Steve doesn't accidentally call me Mike. It's not a slip of the tongue, something that he forgets and then quickly corrects. And he doesn't confuse me with a guy named Mike. He just thinks my name is Mike. It doesn't matter how many times I remind him that my name is, in fact, Jim. He might remember for a minute or two minutes after I've reminded him, after he's said it back to me a couple of times. Next time he sees me, though, he's going to call me Mike again. I don't know why. And I don't particularly mind. I like Steve. Steve likes me. He's just not so good at remembering the name (actually, correct that; he remembers fine; he always calls me Mike, not Joe or Bob or Andy or Greg; he just remembers the wrong name).
It has never occured to me to poke Steve in the eye for calling me Mike. It has never occured to me to turn my back on him, walk away, and never speak with him again. It hasn't really occured to me to take it personally. There are a lot of things that I just don't get, but I very much get the fact that Steve and I are on different levels, that Steve is doing his best, that Steve likes being around me, and that there's no reason for me to feel insecure or slighted over the name thing.
Read it all, for Jockeystreet is a good storyteller and wordsmith. He then compared his unconcern with Steve's mistake with doctrinal generosity, or the lack thereof:
Why is it that we want to attribute to God an ego so fragile that it can't tolerate well-meaning believers getting a few facts wrong? Why is it that we believe that God's self-worth is so conditional that mixing up some of the biographical information is a sure way to earn his wrath?
Why, when it comes to God, do so many people want to convince me that what matters isn't the desire you have to grow closer, isn't the effort you make to conform to his will, isn't the openness you have to faith and love, isn't the compassion you feel for his people, but is, rather, your ability to call him by the proper name, your assent to certain historical details as fact and others as fiction.
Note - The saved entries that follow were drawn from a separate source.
use std::pin::pin;
use std::sync::Arc;

use farmwise_stream::{DecodedEvent, decode_stream};
use futures::StreamExt as _;
use tracing::{debug, info, warn};

use crate::config::ChatConfig;
use crate::conversation::{ChatAction, ChatMessage, Conversation, MessageId};
use crate::errors::ChatError;
use crate::sink::DeltaSink;
use crate::transport::{ChatRequest, ChatTransport, HttpChatTransport};

/// Result of [`ChatClient::send`].
#[derive(Clone, Debug, PartialEq, Eq)]
pub enum SendOutcome {
    /// The input was blank; nothing was sent or recorded.
    Ignored,
    /// The reply streamed to the end.
    Completed { id: MessageId, content: String },
    /// The reply failed and the fallback message was appended.
    Failed { error: ChatError },
}

/// Sends user messages and streams replies into a [`Conversation`].
#[derive(Clone)]
pub struct ChatClient {
    transport: Arc<dyn ChatTransport>,
}

impl ChatClient {
    pub fn new(transport: Arc<dyn ChatTransport>) -> Self {
        Self { transport }
    }

    /// Creates a client backed by [`HttpChatTransport`].
    pub fn from_config(config: ChatConfig) -> Result<Self, ChatError> {
        Ok(Self::new(Arc::new(HttpChatTransport::new(config)?)))
    }

    /// Sends `text` as the next user message and streams the reply.
    ///
    /// Whitespace-only input is ignored. Otherwise the user message is
    /// appended, the whole history is posted, and each decoded fragment is
    /// applied to `conversation` and forwarded to `sink` in arrival order.
    /// Any failure appends exactly one fallback message and is reported
    /// through the returned outcome; nothing is retried.
    pub async fn send<K>(
        &self,
        conversation: &mut Conversation,
        text: &str,
        sink: &mut K,
    ) -> SendOutcome
    where
        K: DeltaSink + ?Sized,
    {
        if text.trim().is_empty() {
            return SendOutcome::Ignored;
        }

        conversation.apply(ChatAction::UserSent(ChatMessage::user(text)));
        let request = ChatRequest::from_conversation(conversation);

        match self.stream_reply(conversation, &request, sink).await {
            Ok(id) => {
                conversation.apply(ChatAction::Finished);
                let content = conversation
                    .message(id)
                    .map(|m| m.content.clone())
                    .unwrap_or_default();
                info!(message_id = %id, chars = content.chars().count(), "chat reply completed");
                SendOutcome::Completed { id, content }
            }
            Err(error) => {
                warn!(
                    error = %error,
                    before_stream = error.is_before_stream(),
                    "chat reply failed"
                );
                conversation.apply(ChatAction::Failed);
                sink.on_failure(&error);
                SendOutcome::Failed { error }
            }
        }
    }

    async fn stream_reply<K>(
        &self,
        conversation: &mut Conversation,
        request: &ChatRequest,
        sink: &mut K,
    ) -> Result<MessageId, ChatError>
    where
        K: DeltaSink + ?Sized,
    {
        let bytes = self.transport.open(request).await?;

        let id = MessageId::new();
        conversation.apply(ChatAction::AssistantStarted(id));
        debug!(message_id = %id, "streaming assistant reply");

        let mut events = pin!(decode_stream(bytes));
        while let Some(event) = events.next().await {
            match event? {
                DecodedEvent::Delta(text) => {
                    conversation.apply(ChatAction::AssistantDelta {
                        id,
                        text: text.clone(),
                    });
                    let content = conversation
                        .message(id)
                        .map(|m| m.content.as_str())
                        .unwrap_or_default();
                    sink.on_delta(id, &text, content);
                }
                DecodedEvent::Done => break,
            }
        }
        Ok(id)
    }
}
We are not saved by orthodox beliefs. We are saved by a God who searches our hearts. As John Wesley said:
I say of the heart. For neither does religion consist in Orthodoxy, or right opinions; which, although they are not properly outward things, are not in the heart, but the understanding. A man may be orthodox in every point; he may not only espouse right opinions, but zealously defend them against all opposers; he may think justly concerning the incarnation of our Lord, concerning the ever-blessed Trinity, and every other doctrine contained in the oracles of God; he may assent to all the three creeds, -- that called the Apostles', the Nicene, and the Athanasian; and yet it is possible he may have no religion at all, no more than a Jew, Turk, or pagan. He may be almost as orthodox -- as the devil, (though, indeed, not altogether; for every man errs in something; whereas we can't well conceive him to hold any erroneous opinion,) and may, all the while be as great a stranger as he to the religion of the heart.
Within certain boundaries, I agree that the 'right opinions' don't matter. If Steve calls Jim 'Mike', Jim still knows who he's talking to. If Steve calls a flowerpot 'Mike' and talks with it, then there are problems. One's understanding of God can be sufficiently wrong that one is talking to a creature other than God.
The hard part is determining those boundaries.